//! Scripture citation parsing.
//!
//! Turns a human-written citation ("John 3:16", "Genesis 1-3",
//! "Matthew 5:3-7:29") into a [`ParsedReference`]. Four citation forms are
//! supported, tried in precedence order:
//!
//! 1. Cross-chapter verse range: `Book C1:V1-C2:V2`
//! 2. Chapter range: `Book C1-C2`
//! 3. Verse range or single verse: `Book C:V1-V2`, `Book C:V`
//! 4. Whole chapter: `Book C`
//!
//! Book names may contain digits and spaces ("1 Samuel", "2 Corinthians")
//! and are not canonicalized here; each source resolves the name against its
//! own book-ID scheme.

use crate::error::ParseError;
use crate::model::ParsedReference;

/// Parses a citation string into a [`ParsedReference`].
///
/// Failure to match any form is terminal: no partial result is returned. A
/// book name with no numbers at all ("Scripture for Day 4" has numbers;
/// "Malachi" does not) fails with [`ParseError::MissingChapter`] rather than
/// defaulting to chapter 1.
///
/// # Example
///
/// ```
/// use lectio_lib::reference::parse;
///
/// let parsed = parse("Romans 8:28-39").unwrap();
/// assert_eq!(parsed.book, "Romans");
/// assert_eq!(parsed.start_chapter, 8);
/// assert_eq!(parsed.start_verse, Some(28));
/// assert_eq!(parsed.end_verse, Some(39));
/// ```
pub fn parse(reference: &str) -> Result<ParsedReference, ParseError> {
    let trimmed = reference.trim();
    if trimmed.is_empty() {
        return Err(ParseError::unrecognized(reference));
    }

    let (book, numeric) = split_numeric_tail(trimmed);
    let book = book.trim();
    if book.is_empty() {
        return Err(ParseError::unrecognized(reference));
    }
    let Some(numeric) = numeric else {
        return Err(ParseError::missing_chapter(reference));
    };
    if !book_shape_ok(book) {
        return Err(ParseError::unrecognized(reference));
    }

    let parsed = parse_numeric_spec(book, &numeric)
        .ok_or_else(|| ParseError::unrecognized(reference))?;

    Ok(parsed)
}

/// Checks that the book part has the shape of a citation's book name:
/// a single word ("Genesis"), an ordinal-prefixed word ("1 Samuel",
/// "2 Corinthians"), or an "of" compound ("Song of Solomon"). Free-form
/// prose ("Scripture for Day") is rejected so placeholder strings fail
/// parsing instead of being sent to providers as a book.
///
/// This is a shape check only; the name is not resolved against any book
/// table here.
fn book_shape_ok(book: &str) -> bool {
    let words: Vec<&str> = book.split_whitespace().collect();
    match words.as_slice() {
        [word] => word.chars().all(char::is_alphabetic),
        [prefix, word] => {
            matches!(*prefix, "1" | "2" | "3" | "I" | "II" | "III")
                && word.chars().all(char::is_alphabetic)
        }
        [first, "of", rest @ ..] => {
            first.chars().all(char::is_alphabetic)
                && !rest.is_empty()
                && rest
                    .iter()
                    .all(|w| w.chars().all(char::is_alphabetic))
        }
        _ => false,
    }
}

/// Splits the trailing numeric specification (`"5:3-7:29"`) from the book
/// part (`"Matthew"`).
///
/// Scans backwards accepting digits, `:`, `-` and spaces, so leading digits
/// in book names ("1 Samuel 2:3") are untouched: the scan stops at the first
/// letter from the end. Returns `None` for the numeric part when the string
/// ends in no digits at all.
fn split_numeric_tail(input: &str) -> (&str, Option<String>) {
    let tail_start = input
        .rfind(|c: char| !c.is_ascii_digit() && c != ':' && c != '-' && !c.is_whitespace())
        .map(|idx| idx + input[idx..].chars().next().map_or(1, char::len_utf8))
        .unwrap_or(0);

    let tail = input[tail_start..].trim();
    if tail.is_empty() || !tail.contains(|c: char| c.is_ascii_digit()) {
        return (input, None);
    }

    // Strip interior whitespace so "1 - 3" and "1-3" parse alike.
    let spec: String = tail.chars().filter(|c| !c.is_whitespace()).collect();
    (&input[..tail_start], Some(spec))
}

/// Matches the numeric part of a citation against the four forms.
fn parse_numeric_spec(book: &str, spec: &str) -> Option<ParsedReference> {
    let mut dash = spec.splitn(2, '-');
    let left = dash.next()?;
    let right = dash.next();

    let (start_chapter, left_verse) = parse_chapter_verse(left)?;

    let Some(right) = right else {
        // No dash: single verse (Book C:V) or whole chapter (Book C).
        return Some(ParsedReference {
            book: book.to_string(),
            start_chapter,
            end_chapter: None,
            start_verse: left_verse,
            end_verse: left_verse,
        });
    };

    if right.contains(':') {
        // Cross-chapter verse range: Book C1:V1-C2:V2.
        let start_verse = left_verse?;
        let (end_chapter, end_verse) = parse_chapter_verse(right)?;
        let end_verse = end_verse?;
        if end_chapter < start_chapter {
            return None;
        }
        if end_chapter == start_chapter && end_verse < start_verse {
            return None;
        }
        return Some(ParsedReference {
            book: book.to_string(),
            start_chapter,
            end_chapter: Some(end_chapter),
            start_verse: Some(start_verse),
            end_verse: Some(end_verse),
        });
    }

    let (tail, tail_verse) = parse_chapter_verse(right)?;
    if tail_verse.is_some() {
        return None;
    }

    match left_verse {
        // Verse range within one chapter: Book C:V1-V2.
        Some(start_verse) => {
            let end_verse = tail;
            if end_verse < start_verse {
                return None;
            }
            Some(ParsedReference {
                book: book.to_string(),
                start_chapter,
                end_chapter: None,
                start_verse: Some(start_verse),
                end_verse: Some(end_verse),
            })
        }
        // Chapter range: Book C1-C2.
        None => {
            let end_chapter = tail;
            if end_chapter < start_chapter {
                return None;
            }
            Some(ParsedReference {
                book: book.to_string(),
                start_chapter,
                end_chapter: Some(end_chapter),
                start_verse: None,
                end_verse: None,
            })
        }
    }
}

/// Parses `"C"` or `"C:V"`. Numbers must be >= 1.
fn parse_chapter_verse(part: &str) -> Option<(u32, Option<u32>)> {
    let mut pieces = part.splitn(2, ':');
    let chapter: u32 = pieces.next()?.parse().ok()?;
    if chapter == 0 {
        return None;
    }
    let verse = match pieces.next() {
        Some(v) => {
            let verse: u32 = v.parse().ok()?;
            if verse == 0 {
                return None;
            }
            Some(verse)
        }
        None => None,
    };
    Some((chapter, verse))
}

#[cfg(test)]
mod tests {
    use super::*;

    #[test]
    fn test_whole_chapter() {
        let parsed = parse("Genesis 1").unwrap();
        assert_eq!(parsed.book, "Genesis");
        assert_eq!(parsed.start_chapter, 1);
        assert_eq!(parsed.end_chapter, None);
        assert_eq!(parsed.start_verse, None);
        assert_eq!(parsed.end_verse, None);
    }

    #[test]
    fn test_single_verse() {
        let parsed = parse("John 3:16").unwrap();
        assert_eq!(parsed.book, "John");
        assert_eq!(parsed.start_chapter, 3);
        assert_eq!(parsed.start_verse, Some(16));
        assert_eq!(parsed.end_verse, Some(16));
    }

    #[test]
    fn test_verse_range() {
        let parsed = parse("Romans 8:28-39").unwrap();
        assert_eq!(parsed.start_chapter, 8);
        assert_eq!(parsed.end_chapter, None);
        assert_eq!(parsed.start_verse, Some(28));
        assert_eq!(parsed.end_verse, Some(39));
    }

    #[test]
    fn test_chapter_range() {
        let parsed = parse("Genesis 1-3").unwrap();
        assert_eq!(parsed.start_chapter, 1);
        assert_eq!(parsed.end_chapter, Some(3));
        assert_eq!(parsed.start_verse, None);
    }

    #[test]
    fn test_cross_chapter_verse_range() {
        let parsed = parse("Matthew 5:3-7:29").unwrap();
        assert_eq!(parsed.book, "Matthew");
        assert_eq!(parsed.start_chapter, 5);
        assert_eq!(parsed.end_chapter, Some(7));
        assert_eq!(parsed.start_verse, Some(3));
        assert_eq!(parsed.end_verse, Some(29));
        assert!(parsed.is_cross_chapter_verse_range());
    }

    #[test]
    fn test_numbered_book_names() {
        let parsed = parse("1 Samuel 17").unwrap();
        assert_eq!(parsed.book, "1 Samuel");
        assert_eq!(parsed.start_chapter, 17);

        let parsed = parse("2 Corinthians 5:17-21").unwrap();
        assert_eq!(parsed.book, "2 Corinthians");
        assert_eq!(parsed.start_chapter, 5);
        assert_eq!(parsed.start_verse, Some(17));
        assert_eq!(parsed.end_verse, Some(21));
    }

    #[test]
    fn test_compound_book_names() {
        let parsed = parse("Song of Solomon 2:1").unwrap();
        assert_eq!(parsed.book, "Song of Solomon");
        assert_eq!(parsed.start_chapter, 2);
        assert_eq!(parsed.start_verse, Some(1));
    }

    #[test]
    fn test_spaces_around_dash() {
        let parsed = parse("Genesis 1 - 3").unwrap();
        assert_eq!(parsed.start_chapter, 1);
        assert_eq!(parsed.end_chapter, Some(3));
    }

    #[test]
    fn test_book_only_fails() {
        assert!(matches!(
            parse("Malachi"),
            Err(ParseError::MissingChapter { .. })
        ));
        assert!(matches!(
            parse("1 Samuel"),
            Err(ParseError::MissingChapter { .. })
        ));
    }

    #[test]
    fn test_placeholder_text_fails() {
        assert!(matches!(
            parse("Scripture for Day 4"),
            Err(ParseError::Unrecognized { .. })
        ));
        assert!(parse("").is_err());
        assert!(parse("   ").is_err());
        assert!(parse("3:16").is_err());
        assert!(parse("Genesis 0").is_err());
        assert!(parse("John 3:0").is_err());
    }

    #[test]
    fn test_reversed_ranges_fail() {
        assert!(parse("Genesis 3-1").is_err());
        assert!(parse("John 3:16-12").is_err());
        assert!(parse("Matthew 7:29-5:3").is_err());
    }

    #[test]
    fn test_mixed_range_forms_fail() {
        // A colon on only one side of the dash in a chapter-spanning form is
        // not a valid citation.
        assert!(parse("Matthew 5-7:29").is_err());
    }

    #[test]
    fn test_display_round_trip() {
        for input in [
            "John 3:16",
            "Romans 8:28-39",
            "Genesis 1-3",
            "Matthew 5:3-7:29",
            "Psalm 23",
            "1 Samuel 17:4",
        ] {
            let first = parse(input).unwrap();
            let reparsed = parse(&first.to_string()).unwrap();
            assert_eq!(first, reparsed, "round trip failed for {input:?}");
        }
    }
}
//! Source adapter errors

use crate::model::VerseSource;

/// Errors that can occur while fetching from one upstream source.
///
/// Inside the fallback chain these are caught, logged, and converted into
/// "try the next source"; they are never surfaced to callers of the
/// orchestrator. A source returning successfully with no matching verses is
/// *not* an error - it yields `Ok(vec![])`.
#[derive(Debug, thiserror::Error)]
pub enum SourceError {
    /// The source was constructed without the credentials it requires.
    ///
    /// An unconfigured source is treated as always-failing rather than a
    /// crash, so a deployment missing one API key degrades to the rest of
    /// the chain.
    #[error("{verse_source} is not configured (missing API key)")]
    NotConfigured {
        /// The unconfigured source.
        verse_source: VerseSource,
    },

    /// Non-2xx HTTP response from the provider.
    #[error("HTTP {status}: {message}")]
    Http {
        /// HTTP status code.
        status: u16,
        /// Response body, if any.
        message: String,
    },

    /// Network-level failure reaching the provider.
    #[error("Network error: {0}")]
    Network(#[from] reqwest::Error),

    /// Local verse store query failure.
    #[error("Verse store error: {0}")]
    Store(#[from] async_sqlite::Error),

    /// The provider responded but the body could not be interpreted.
    #[error("Response parse error: {message}")]
    Parse {
        /// Description of the parse failure.
        message: String,
    },
}

impl SourceError {
    /// Creates an HTTP error from a status code and body.
    pub fn http(status: u16, message: impl Into<String>) -> Self {
        Self::Http {
            status,
            message: message.into(),
        }
    }

    /// Creates a response parse error.
    pub fn parse(message: impl Into<String>) -> Self {
        Self::Parse {
            message: message.into(),
        }
    }

    /// Returns the HTTP status code if this is an HTTP error.
    pub fn status_code(&self) -> Option<u16> {
        match self {
            Self::Http { status, .. } => Some(*status),
            _ => None,
        }
    }
}
//! Error types

mod parse;
mod source;

pub use parse::*;
pub use source::*;

/// Top-level error type for the library.
///
/// Only caller bugs (an empty reference string, a broken store path) surface
/// through this type; environmental failures inside the fallback chain are
/// swallowed at the orchestrator and logged there.
#[derive(Debug, thiserror::Error)]
pub enum Error {
    /// The reference string did not match the citation grammar.
    #[error(transparent)]
    Parse(#[from] ParseError),

    /// A source adapter failed outside of the fallback chain (e.g. a direct
    /// single-source fetch).
    #[error(transparent)]
    Source(#[from] SourceError),

    /// The cache or local store backend failed to open.
    #[error("Store error: {0}")]
    Store(#[from] async_sqlite::Error),

    /// The caller passed an unusable argument, e.g. an empty reference.
    #[error("Invalid reference: {0}")]
    InvalidReference(String),
}
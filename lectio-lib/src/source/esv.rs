//! ESV API source (api.esv.org).
//!
//! Primary licensed-text provider: one GET per whole reference, plain-text
//! passages with bracketed verse numbers.

use std::time::Duration;

use async_trait::async_trait;
use reqwest::Client;
use serde::Deserialize;

use super::bracketed::parse_bracketed_text;
use super::PassageSource;
use crate::error::SourceError;
use crate::model::ParsedReference;
use crate::model::Verse;
use crate::model::VerseSource;

const DEFAULT_BASE_URL: &str = "https://api.esv.org/v3";

/// Source adapter for the ESV API.
///
/// Requires an API key; constructed without one it reports
/// [`SourceError::NotConfigured`] on every fetch instead of crashing.
pub struct EsvSource {
    http_client: Client,
    api_key: Option<String>,
    base_url: String,
    timeout: Option<Duration>,
}

impl EsvSource {
    /// Creates a new ESV source.
    pub fn new(http_client: Client, api_key: Option<String>, timeout: Option<Duration>) -> Self {
        Self {
            http_client,
            api_key,
            base_url: DEFAULT_BASE_URL.to_string(),
            timeout,
        }
    }

    /// Overrides the base URL (for tests).
    pub fn with_base_url(mut self, base_url: impl Into<String>) -> Self {
        self.base_url = base_url.into();
        self
    }
}

#[derive(Debug, Deserialize)]
struct EsvPassageResponse {
    passages: Vec<String>,
}

#[async_trait]
impl PassageSource for EsvSource {
    fn source(&self) -> VerseSource {
        VerseSource::Esv
    }

    async fn fetch_passage(
        &self,
        _provider_id: &str,
        reference: &ParsedReference,
    ) -> Result<Vec<Verse>, SourceError> {
        let Some(api_key) = &self.api_key else {
            return Err(SourceError::NotConfigured {
                verse_source: VerseSource::Esv,
            });
        };

        let url = format!(
            "{}/passage/text/?q={}\
             &include-passage-references=false\
             &include-footnotes=false\
             &include-headings=false\
             &include-short-copyright=false\
             &include-verse-numbers=true",
            self.base_url,
            urlencoding::encode(&reference.to_string())
        );

        let mut request = self
            .http_client
            .get(&url)
            .header("Authorization", format!("Token {api_key}"));
        if let Some(timeout) = self.timeout {
            request = request.timeout(timeout);
        }

        let response = request.send().await?;
        if !response.status().is_success() {
            let status = response.status().as_u16();
            let body = response.text().await.unwrap_or_default();
            return Err(SourceError::http(status, body));
        }

        let parsed: EsvPassageResponse = response
            .json()
            .await
            .map_err(|e| SourceError::parse(format!("ESV passage response: {e}")))?;

        let mut verses = Vec::new();
        for passage in &parsed.passages {
            verses.extend(parse_bracketed_text(passage, reference.start_chapter));
        }
        Ok(verses)
    }
}
//! Bracketed-verse-number text parsing.
//!
//! The licensed-text providers (ESV, NLT) return passages as flat text with
//! verse numbers in square brackets:
//!
//! ```text
//! [1] In the beginning, God created the heavens and the earth. [2] The
//! earth was without form and void...
//! ```
//!
//! Reconstruction carries a chapter/verse cursor line by line: un-bracketed
//! continuation lines are appended to the previous verse's text, and a
//! bracketed number at or below the running verse number signals the next
//! chapter (verse numbering restarts at 1 when a multi-chapter passage
//! crosses a chapter boundary).

use crate::model::Verse;

/// Parses a bracketed-verse-number text body into verses, starting the
/// chapter cursor at `start_chapter`.
pub fn parse_bracketed_text(body: &str, start_chapter: u32) -> Vec<Verse> {
    let mut verses: Vec<Verse> = Vec::new();
    let mut chapter = start_chapter;
    let mut last_verse = 0u32;

    for line in body.lines() {
        let line = line.trim();
        if line.is_empty() {
            continue;
        }

        let segments = split_bracketed(line);
        if segments.is_empty() {
            // Continuation of the previous verse. Text before the first
            // verse marker (passage echoes, headings) has no verse to attach
            // to and is dropped.
            if let Some(current) = verses.last_mut() {
                if !current.text.is_empty() {
                    current.text.push(' ');
                }
                current.text.push_str(line);
            }
            continue;
        }

        for (number, text) in segments {
            if number <= last_verse {
                chapter += 1;
            }
            last_verse = number;
            verses.push(Verse::new(chapter, number, text));
        }
    }

    verses
}

/// Splits a line into `(verse_number, text)` segments at `[N]` markers.
///
/// Returns an empty vec when the line carries no marker at all.
fn split_bracketed(line: &str) -> Vec<(u32, String)> {
    let mut segments = Vec::new();
    let mut rest = line;

    while let Some(open) = rest.find('[') {
        let Some(close_rel) = rest[open..].find(']') else {
            break;
        };
        let close = open + close_rel;
        let Ok(number) = rest[open + 1..close].trim().parse::<u32>() else {
            // Not a verse marker (e.g. a footnote tag); skip past it.
            rest = &rest[close + 1..];
            continue;
        };

        let after = &rest[close + 1..];
        let text_end = find_next_marker(after).unwrap_or(after.len());
        let text = after[..text_end].trim().to_string();
        segments.push((number, text));
        rest = &after[text_end..];
    }

    segments
}

/// Finds the byte offset of the next numeric `[N]` marker in `s`.
fn find_next_marker(s: &str) -> Option<usize> {
    let mut search_from = 0;
    while let Some(open_rel) = s[search_from..].find('[') {
        let open = search_from + open_rel;
        if let Some(close_rel) = s[open..].find(']') {
            let close = open + close_rel;
            if s[open + 1..close].trim().parse::<u32>().is_ok() {
                return Some(open);
            }
            search_from = close + 1;
        } else {
            return None;
        }
    }
    None
}

#[cfg(test)]
mod tests {
    use super::*;

    #[test]
    fn test_single_verse() {
        let verses = parse_bracketed_text("[16] For God so loved the world.", 3);
        assert_eq!(verses.len(), 1);
        assert_eq!(verses[0], Verse::new(3, 16, "For God so loved the world."));
    }

    #[test]
    fn test_multiple_markers_on_one_line() {
        let verses = parse_bracketed_text("[1] First words. [2] Second words.", 1);
        assert_eq!(verses.len(), 2);
        assert_eq!(verses[0].verse, 1);
        assert_eq!(verses[0].text, "First words.");
        assert_eq!(verses[1].verse, 2);
        assert_eq!(verses[1].text, "Second words.");
    }

    #[test]
    fn test_continuation_lines_append_to_previous_verse() {
        let body = "[4] The voice of one crying in the wilderness:\nPrepare the way of the Lord,\nmake his paths straight.";
        let verses = parse_bracketed_text(body, 3);
        assert_eq!(verses.len(), 1);
        assert_eq!(
            verses[0].text,
            "The voice of one crying in the wilderness: Prepare the way of the Lord, make his paths straight."
        );
    }

    #[test]
    fn test_chapter_advances_when_numbering_restarts() {
        let body = "[30] Last verse of chapter one.\n[1] First verse of chapter two.\n[2] And the next.";
        let verses = parse_bracketed_text(body, 1);
        assert_eq!(verses.len(), 3);
        assert_eq!((verses[0].chapter, verses[0].verse), (1, 30));
        assert_eq!((verses[1].chapter, verses[1].verse), (2, 1));
        assert_eq!((verses[2].chapter, verses[2].verse), (2, 2));
    }

    #[test]
    fn test_leading_heading_is_dropped() {
        let body = "John 3:16\n\n[16] For God so loved the world.";
        let verses = parse_bracketed_text(body, 3);
        assert_eq!(verses.len(), 1);
        assert_eq!(verses[0].verse, 16);
    }

    #[test]
    fn test_non_numeric_brackets_ignored() {
        let verses = parse_bracketed_text("[1] In the beginning[a] was the Word.", 1);
        assert_eq!(verses.len(), 1);
        assert_eq!(verses[0].text, "In the beginning[a] was the Word.");
    }
}
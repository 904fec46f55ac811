//! Typed models

mod reference;
mod verse;
mod version;

pub use reference::*;
pub use verse::*;
pub use version::*;
//! Main LectioClient

use std::sync::Arc;
use std::time::Duration;

use reqwest::Client;

use crate::cache::CacheConfig;
use crate::cache::CacheProvider;
use crate::model::VerseSource;
use crate::registry::ProviderCatalog;
use crate::registry::VersionRegistry;
use crate::source::ApiBibleSource;
use crate::source::BibleApiSource;
use crate::source::EsvSource;
use crate::source::LocalSource;
use crate::source::NltSource;
use crate::source::PassageSource;

/// Default bounded per-source timeout. An unresponsive upstream would
/// otherwise stall the entire fallback chain.
const DEFAULT_TIMEOUT: Duration = Duration::from_secs(10);

/// The main client for resolving scripture references.
///
/// Cheap to clone (uses `Arc` internally) and safe to share across threads.
/// Every upstream source is optional: a source whose API key is missing
/// participates in the fallback chain as always-failing rather than
/// preventing construction.
///
/// # Example
///
/// ```ignore
/// use lectio_lib::LectioClient;
/// use lectio_lib::cache::InMemoryCache;
///
/// let client = LectioClient::builder()
///     .esv_api_key("my-key")
///     .cache(InMemoryCache::new())
///     .build();
///
/// let verses = client.resolve_passage("ESV", "John 3:16", true).await?;
/// ```
#[derive(Clone)]
pub struct LectioClient {
    pub(crate) inner: Arc<LectioClientInner>,
}

pub(crate) struct LectioClientInner {
    pub(crate) registry: Arc<VersionRegistry>,
    pub(crate) sources: Vec<Arc<dyn PassageSource>>,
    pub(crate) local: Option<Arc<LocalSource>>,
    pub(crate) cache: Option<Arc<dyn CacheProvider>>,
    pub(crate) cache_config: CacheConfig,
}

impl LectioClient {
    /// Creates a new builder for constructing a client.
    pub fn builder() -> LectioClientBuilder {
        LectioClientBuilder::new()
    }

    /// Returns the version registry.
    pub fn registry(&self) -> &VersionRegistry {
        &self.inner.registry
    }

    /// Returns the source for a given provider tag, if one is registered.
    pub(crate) fn source_for(&self, tag: VerseSource) -> Option<&Arc<dyn PassageSource>> {
        self.inner.sources.iter().find(|s| s.source() == tag)
    }
}

/// Builder for constructing a [`LectioClient`].
///
/// # Example
///
/// ```ignore
/// let client = LectioClient::builder()
///     .esv_api_key(esv_key)
///     .api_bible_key(bible_key)
///     .timeout(Duration::from_secs(5))
///     .cache(SqliteCache::open("cache.db").await?)
///     .build();
/// ```
pub struct LectioClientBuilder {
    esv_api_key: Option<String>,
    api_bible_key: Option<String>,
    nlt_api_key: Option<String>,
    timeout: Duration,
    http_client: Option<Client>,
    catalog: ProviderCatalog,
    cache: Option<Arc<dyn CacheProvider>>,
    cache_config: CacheConfig,
    local_store: Option<LocalSource>,
    source_overrides: Vec<Arc<dyn PassageSource>>,
}

impl LectioClientBuilder {
    /// Creates a new builder with default settings.
    pub fn new() -> Self {
        Self {
            esv_api_key: None,
            api_bible_key: None,
            nlt_api_key: None,
            timeout: DEFAULT_TIMEOUT,
            http_client: None,
            catalog: ProviderCatalog::default(),
            cache: None,
            cache_config: CacheConfig::default(),
            local_store: None,
            source_overrides: Vec::new(),
        }
    }

    /// Sets the ESV API key.
    pub fn esv_api_key(mut self, key: impl Into<String>) -> Self {
        self.esv_api_key = Some(key.into());
        self
    }

    /// Sets the API.Bible key.
    pub fn api_bible_key(mut self, key: impl Into<String>) -> Self {
        self.api_bible_key = Some(key.into());
        self
    }

    /// Sets the NLT API key.
    pub fn nlt_api_key(mut self, key: impl Into<String>) -> Self {
        self.nlt_api_key = Some(key.into());
        self
    }

    /// Sets the per-source request timeout.
    ///
    /// Defaults to 10 seconds.
    pub fn timeout(mut self, timeout: Duration) -> Self {
        self.timeout = timeout;
        self
    }

    /// Sets a custom HTTP client.
    ///
    /// If not set, a default client will be created.
    pub fn http_client(mut self, client: Client) -> Self {
        self.http_client = Some(client);
        self
    }

    /// Replaces the provider catalog.
    pub fn catalog(mut self, catalog: ProviderCatalog) -> Self {
        self.catalog = catalog;
        self
    }

    /// Sets the cache provider. Without one, every fetch goes upstream.
    pub fn cache<C: CacheProvider + 'static>(mut self, cache: C) -> Self {
        self.cache = Some(Arc::new(cache));
        self
    }

    /// Sets the cache TTL configuration.
    pub fn cache_config(mut self, config: CacheConfig) -> Self {
        self.cache_config = config;
        self
    }

    /// Sets the local verse store.
    pub fn local_store(mut self, store: LocalSource) -> Self {
        self.local_store = Some(store);
        self
    }

    /// Replaces the registered source with the same provider tag, or adds
    /// the source if none carries that tag. Tests use this to substitute
    /// scripted fixtures.
    pub fn source(mut self, source: Arc<dyn PassageSource>) -> Self {
        self.source_overrides.push(source);
        self
    }

    /// Builds the [`LectioClient`].
    pub fn build(self) -> LectioClient {
        let http_client = self.http_client.unwrap_or_default();
        let registry = Arc::new(VersionRegistry::new(self.catalog));
        let timeout = Some(self.timeout);

        let local = self.local_store.map(Arc::new);

        let mut sources: Vec<Arc<dyn PassageSource>> = vec![
            Arc::new(EsvSource::new(
                http_client.clone(),
                self.esv_api_key,
                timeout,
            )),
            Arc::new(ApiBibleSource::new(
                http_client.clone(),
                self.api_bible_key,
                timeout,
                Arc::clone(&registry),
            )),
            Arc::new(NltSource::new(
                http_client.clone(),
                self.nlt_api_key,
                timeout,
            )),
            Arc::new(BibleApiSource::new(http_client, timeout)),
        ];
        if let Some(local) = &local {
            sources.push(Arc::clone(local) as Arc<dyn PassageSource>);
        }

        for replacement in self.source_overrides {
            match sources.iter_mut().find(|s| s.source() == replacement.source()) {
                Some(slot) => *slot = replacement,
                None => sources.push(replacement),
            }
        }

        LectioClient {
            inner: Arc::new(LectioClientInner {
                registry,
                sources,
                local,
                cache: self.cache,
                cache_config: self.cache_config,
            }),
        }
    }
}

impl Default for LectioClientBuilder {
    fn default() -> Self {
        Self::new()
    }
}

=======

- [Task details]: Copy the lines above exactly, from the very first through the one containing "let parsed = parse_numeric_spec(book, &numeric)", and include no other line.

- [Result below]:
//! Scripture citation parsing.
//!
//! Turns a human-written citation ("John 3:16", "Genesis 1-3",
//! "Matthew 5:3-7:29") into a [`ParsedReference`]. Four citation forms are
//! supported, tried in precedence order:
//!
//! 1. Cross-chapter verse range: `Book C1:V1-C2:V2`
//! 2. Chapter range: `Book C1-C2`
//! 3. Verse range or single verse: `Book C:V1-V2`, `Book C:V`
//! 4. Whole chapter: `Book C`
//!
//! Book names may contain digits and spaces ("1 Samuel", "2 Corinthians")
//! and are not canonicalized here; each source resolves the name against its
//! own book-ID scheme.

use crate::error::ParseError;
use crate::model::ParsedReference;

/// Parses a citation string into a [`ParsedReference`].
///
/// Failure to match any form is terminal: no partial result is returned. A
/// book name with no numbers at all ("Scripture for Day 4" has numbers;
/// "Malachi" does not) fails with [`ParseError::MissingChapter`] rather than
/// defaulting to chapter 1.
///
/// # Example
///
/// ```
/// use lectio_lib::reference::parse;
///
/// let parsed = parse("Romans 8:28-39").unwrap();
/// assert_eq!(parsed.book, "Romans");
/// assert_eq!(parsed.start_chapter, 8);
/// assert_eq!(parsed.start_verse, Some(28));
/// assert_eq!(parsed.end_verse, Some(39));
/// ```
pub fn parse(reference: &str) -> Result<ParsedReference, ParseError> {
    let trimmed = reference.trim();
    if trimmed.is_empty() {
        return Err(ParseError::unrecognized(reference));
    }

    let (book, numeric) = split_numeric_tail(trimmed);
    let book = book.trim();
    if book.is_empty() {
        return Err(ParseError::unrecognized(reference));
    }
    let Some(numeric) = numeric else {
        return Err(ParseError::missing_chapter(reference));
    };
    if !book_shape_ok(book) {
        return Err(ParseError::unrecognized(reference));
    }

    let parsed = parse_numeric_spec(book, &numeric)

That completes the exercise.